Experience – “My perceptions are accurate.”  Our brains have evolved to regard its own perceptions as direct and complete.  We believe that what we see is all there is to see and that it is accurate.  This view ignores many of the brain’s processes that create a fuller picture of reality.  Holding “your” own perception too tightly also creates significant tensions among team members as you work to develop a solution to the problem before you.
 
Distance – “Near is stronger than far.”  The closer an object, an individual, an outcome is in space, time or perceived ownership, the greater the value assigned to it.
 
Safety – “Bad is stronger than good.”  Losing $10 feels much worse that finding $10 feels good.  The safety bias overly focuses us on what we might lose rather than what we might gain.
 
Each of these biases has broad applicability to your work as a leader.  Every action that you take occurs in a setting of competing biases.  Developing a better understanding of how your biases impact your personal work as well as that of your team is very important.  You may want to take some time this week to read the article “Breaking Bias.”6  I think that you’ll find it very insightful and helpful as you make decisions in the future. 
 
And, in next week’s Tuesday Reading, we’ll apply the SEEDSTM model from the Halvorson Rock paper to some of the human resource issues you face in hiring, promotion, and reviewing performance.
 
Make it a great week for your team and for you.  .  .  .  jim
 
Jim Bruce is a Senior Fellow and Executive Coach at MOR Associates, and Professor of Electrical Engineering, Emeritus, and CIO, Emeritus, at the Massachusetts Institute of Technology, Cambridge, MA.
 
 
 Notes and References:

  1.  NeurolLeadership Institute Webinar, “Why Traditional Bias Training Doesn’t Work (and What Does),” January 31 2018.
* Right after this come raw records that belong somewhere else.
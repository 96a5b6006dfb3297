// SPDX-License-Identifier: JOSSL-1.0
// Copyright (C) 2025 The Jotunheim Project
//! Interrupt routing model.
//!
//! Filled once by the ACPI or MP-table parser on the boot CPU, read by the
//! IOAPIC layer and the bring-up orchestrator afterwards.

extern crate alloc;
use alloc::vec::Vec;

use crate::acpi::tables::{Fadt, Gas};

pub const ISA_IRQ_COUNT: usize = 16;

/// Interrupt type of a routing record (MPS and ACPI share the encoding).
#[derive(Debug, Clone, Copy, PartialEq, Eq)]
#[repr(u8)]
pub enum IntrType {
    Apic = 0,
    Nmi = 1,
    Smi = 2,
    ExtInt = 3,
}

impl IntrType {
    pub fn from_raw(raw: u8) -> Option<Self> {
        match raw {
            0 => Some(Self::Apic),
            1 => Some(Self::Nmi),
            2 => Some(Self::Smi),
            3 => Some(Self::ExtInt),
            _ => None,
        }
    }
}

#[derive(Debug, Clone, Copy, PartialEq, Eq)]
pub enum Polarity {
    BusDefault,
    ActiveHigh,
    ActiveLow,
    Reserved,
}

#[derive(Debug, Clone, Copy, PartialEq, Eq)]
pub enum Trigger {
    BusDefault,
    Edge,
    Level,
    Reserved,
}

/// MPS/MADT interrupt flags: polarity in bits 0-1, trigger mode in bits 2-3.
#[derive(Debug, Clone, Copy, PartialEq, Eq, Default)]
pub struct IrqFlags(pub u16);

impl IrqFlags {
    const POLARITY_SHIFT: u16 = 0;
    const TRIGGER_SHIFT: u16 = 2;
    const FIELD_MASK: u16 = 0b11;

    pub const fn new(polarity: Polarity, trigger: Trigger) -> Self {
        let p = match polarity {
            Polarity::BusDefault => 0,
            Polarity::ActiveHigh => 1,
            Polarity::Reserved => 2,
            Polarity::ActiveLow => 3,
        };
        let t = match trigger {
            Trigger::BusDefault => 0,
            Trigger::Edge => 1,
            Trigger::Reserved => 2,
            Trigger::Level => 3,
        };
        Self((p << Self::POLARITY_SHIFT) | (t << Self::TRIGGER_SHIFT))
    }

    /// Legacy ISA lines: edge-triggered, active-high.
    pub const ISA: Self = Self::new(Polarity::ActiveHigh, Trigger::Edge);

    pub const fn polarity(self) -> Polarity {
        match (self.0 >> Self::POLARITY_SHIFT) & Self::FIELD_MASK {
            0 => Polarity::BusDefault,
            1 => Polarity::ActiveHigh,
            3 => Polarity::ActiveLow,
            _ => Polarity::Reserved,
        }
    }

    pub const fn trigger(self) -> Trigger {
        match (self.0 >> Self::TRIGGER_SHIFT) & Self::FIELD_MASK {
            0 => Trigger::BusDefault,
            1 => Trigger::Edge,
            3 => Trigger::Level,
            _ => Trigger::Reserved,
        }
    }
}

/// One device interrupt line and where it lands.
#[derive(Debug, Clone, Copy, PartialEq, Eq)]
pub struct IrqMapping {
    pub bus: u8,
    pub intr_type: u8,
    pub flags: IrqFlags,
    /// PCI device number (MP tables only).
    pub device: u8,
    /// Bus-relative IRQ (ISA IRQ, or PCI INTx pin).
    pub irq: u8,
    pub ioapic_id: u8,
    pub intin: u8,
}

impl IrqMapping {
    /// Identity placeholder for ISA IRQ / GSI `n`.
    pub const fn isa_identity(n: u8) -> Self {
        Self {
            bus: 0,
            intr_type: IntrType::Apic as u8,
            flags: IrqFlags::ISA,
            device: 0,
            irq: n,
            ioapic_id: 0,
            intin: n,
        }
    }
}

/// An IOAPIC as described by firmware, before it is brought up.
#[derive(Debug, Clone, Copy, PartialEq, Eq)]
pub struct IoApicDesc {
    pub id: u8,
    pub addr: u32,
    /// First GSI (ACPI) or logical IRQ (MP tables) served by pin 0.
    pub irq_base: u32,
}

#[derive(Debug, Clone, Copy, PartialEq, Eq)]
pub struct HpetInfo {
    pub block_id: u32,
    pub base: Gas,
    pub number: u8,
    pub min_tick: u16,
}

#[derive(Debug, Clone, Copy, PartialEq, Eq)]
pub enum SdtWidth {
    Rsdt32,
    Xsdt64,
}

impl SdtWidth {
    pub const fn stride(self) -> usize {
        match self {
            SdtWidth::Rsdt32 => 4,
            SdtWidth::Xsdt64 => 8,
        }
    }

    pub const fn bits(self) -> u32 {
        self.stride() as u32 * 8
    }
}

/// Where the root table lives. `len == 0` means "read it from the header".
#[derive(Debug, Clone, Copy, PartialEq, Eq)]
pub struct RootTable {
    pub addr: u64,
    pub len: u32,
    pub width: SdtWidth,
}

#[derive(Debug, Clone, Copy, PartialEq, Eq)]
pub enum TableSource {
    None,
    Acpi,
    Mps,
}

pub const MADT_FLAG_PCAT_COMPAT: u32 = 1 << 0;

#[derive(Debug, Clone)]
pub struct RoutingModel {
    pub source: TableSource,
    pub pci_bus_ids: Vec<u8>,
    pub isa_bus_id: Option<u8>,
    /// Indexed by GSI on ACPI systems, by discovery order on MP systems.
    pub bus_irq_list: Vec<IrqMapping>,
    /// ISA IRQ → index into `bus_irq_list`.
    pub isa_irq_lookup: [u8; ISA_IRQ_COUNT],
    /// Slot 0 is the BSP on MP systems; MADT order otherwise.
    pub apic_id_list: Vec<u32>,
    pub ioapics: Vec<IoApicDesc>,
    pub lapic_phys: u64,
    pub madt_flags: u32,
    pub hpet_list: Vec<HpetInfo>,
    pub fadt: Option<Fadt>,
    pub root: Option<RootTable>,
}

impl Default for RoutingModel {
    fn default() -> Self {
        Self::new()
    }
}

impl RoutingModel {
    pub fn new() -> Self {
        let mut isa_irq_lookup = [0u8; ISA_IRQ_COUNT];
        for (i, slot) in isa_irq_lookup.iter_mut().enumerate() {
            *slot = i as u8;
        }
        Self {
            source: TableSource::None,
            pci_bus_ids: Vec::new(),
            isa_bus_id: None,
            bus_irq_list: Vec::new(),
            isa_irq_lookup,
            apic_id_list: Vec::new(),
            ioapics: Vec::new(),
            lapic_phys: 0,
            madt_flags: 0,
            hpet_list: Vec::new(),
            fadt: None,
            root: None,
        }
    }

    /// Seed GSIs 0-15 as identity ISA mappings, once.
    pub fn seed_isa_identity(&mut self) {
        if !self.bus_irq_list.is_empty() {
            return;
        }
        for n in 0..ISA_IRQ_COUNT as u8 {
            self.bus_irq_list.push(IrqMapping::isa_identity(n));
            self.isa_irq_lookup[n as usize] = n;
        }
    }

    /// Apply an ACPI interrupt source override: ISA `src` arrives on `gsi`.
    pub fn apply_isa_override(&mut self, bus: u8, src: u8, gsi: u32, flags: IrqFlags) -> bool {
        self.seed_isa_identity();
        let Ok(gsi) = u8::try_from(gsi) else {
            log::warn!(target: "acpi", "override of IRQ {} to GSI {} out of range, ignored", src, gsi);
            return false;
        };
        while self.bus_irq_list.len() <= gsi as usize {
            let n = self.bus_irq_list.len() as u8;
            self.bus_irq_list.push(IrqMapping::isa_identity(n));
        }
        let m = &mut self.bus_irq_list[gsi as usize];
        m.bus = bus;
        m.irq = src;
        m.flags = flags;
        if (src as usize) < ISA_IRQ_COUNT {
            self.isa_irq_lookup[src as usize] = gsi;
        } else {
            log::warn!(target: "acpi", "override source IRQ {} is not an ISA IRQ", src);
        }
        true
    }

    pub fn have_acpi(&self) -> bool {
        self.source == TableSource::Acpi
    }

    /// Dual 8259s present: always assumed without ACPI.
    pub fn have_8259_pic(&self) -> bool {
        !self.have_acpi() || self.madt_flags & MADT_FLAG_PCAT_COMPAT != 0
    }

    pub fn is_isa_bus(&self, bus: u8) -> bool {
        self.isa_bus_id == Some(bus)
    }

    /// Mapping record for ISA IRQ `irq`, following overrides.
    pub fn isa_mapping(&self, irq: u8) -> Option<&IrqMapping> {
        let idx = *self.isa_irq_lookup.get(irq as usize)?;
        self.bus_irq_list.get(idx as usize)
    }

    /// Fill in target IOAPIC and pin for GSI-indexed (ACPI) records.
    pub fn resolve_gsi_targets(&mut self) {
        if !self.have_acpi() {
            return;
        }
        for (gsi, m) in self.bus_irq_list.iter_mut().enumerate() {
            let gsi = gsi as u32;
            // highest base not above the GSI owns it
            let owner = self
                .ioapics
                .iter()
                .filter(|io| gsi >= io.irq_base)
                .max_by_key(|io| io.irq_base);
            match owner {
                Some(io) => {
                    m.ioapic_id = io.id;
                    m.intin = (gsi - io.irq_base) as u8;
                }
                None => log::warn!(target: "acpi", "GSI {} has no IOAPIC", gsi),
            }
        }
    }
}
  2. Cognitive bias, Wikipedia.
  3. List of cognitive biases, Wikipedia. 
  4. Haselton, M. G.; Nettle, D. & Andrews, P. W. (2005). The evolution of cognitive bias. In D. M. Buss (Ed.), The Handbook of Evolutionary Psychology, Hoboken, NJ, US: John Wiley & Sons Inc. PP 724-746.
  5. Kendra Cherry How Cognitive Biases Influence How You Think and Act, verywellmind.com, January 4, 2018.
  6. Heidi Grant Halvorson and David Rock, Breaking Bias, strategy+business, July 2015.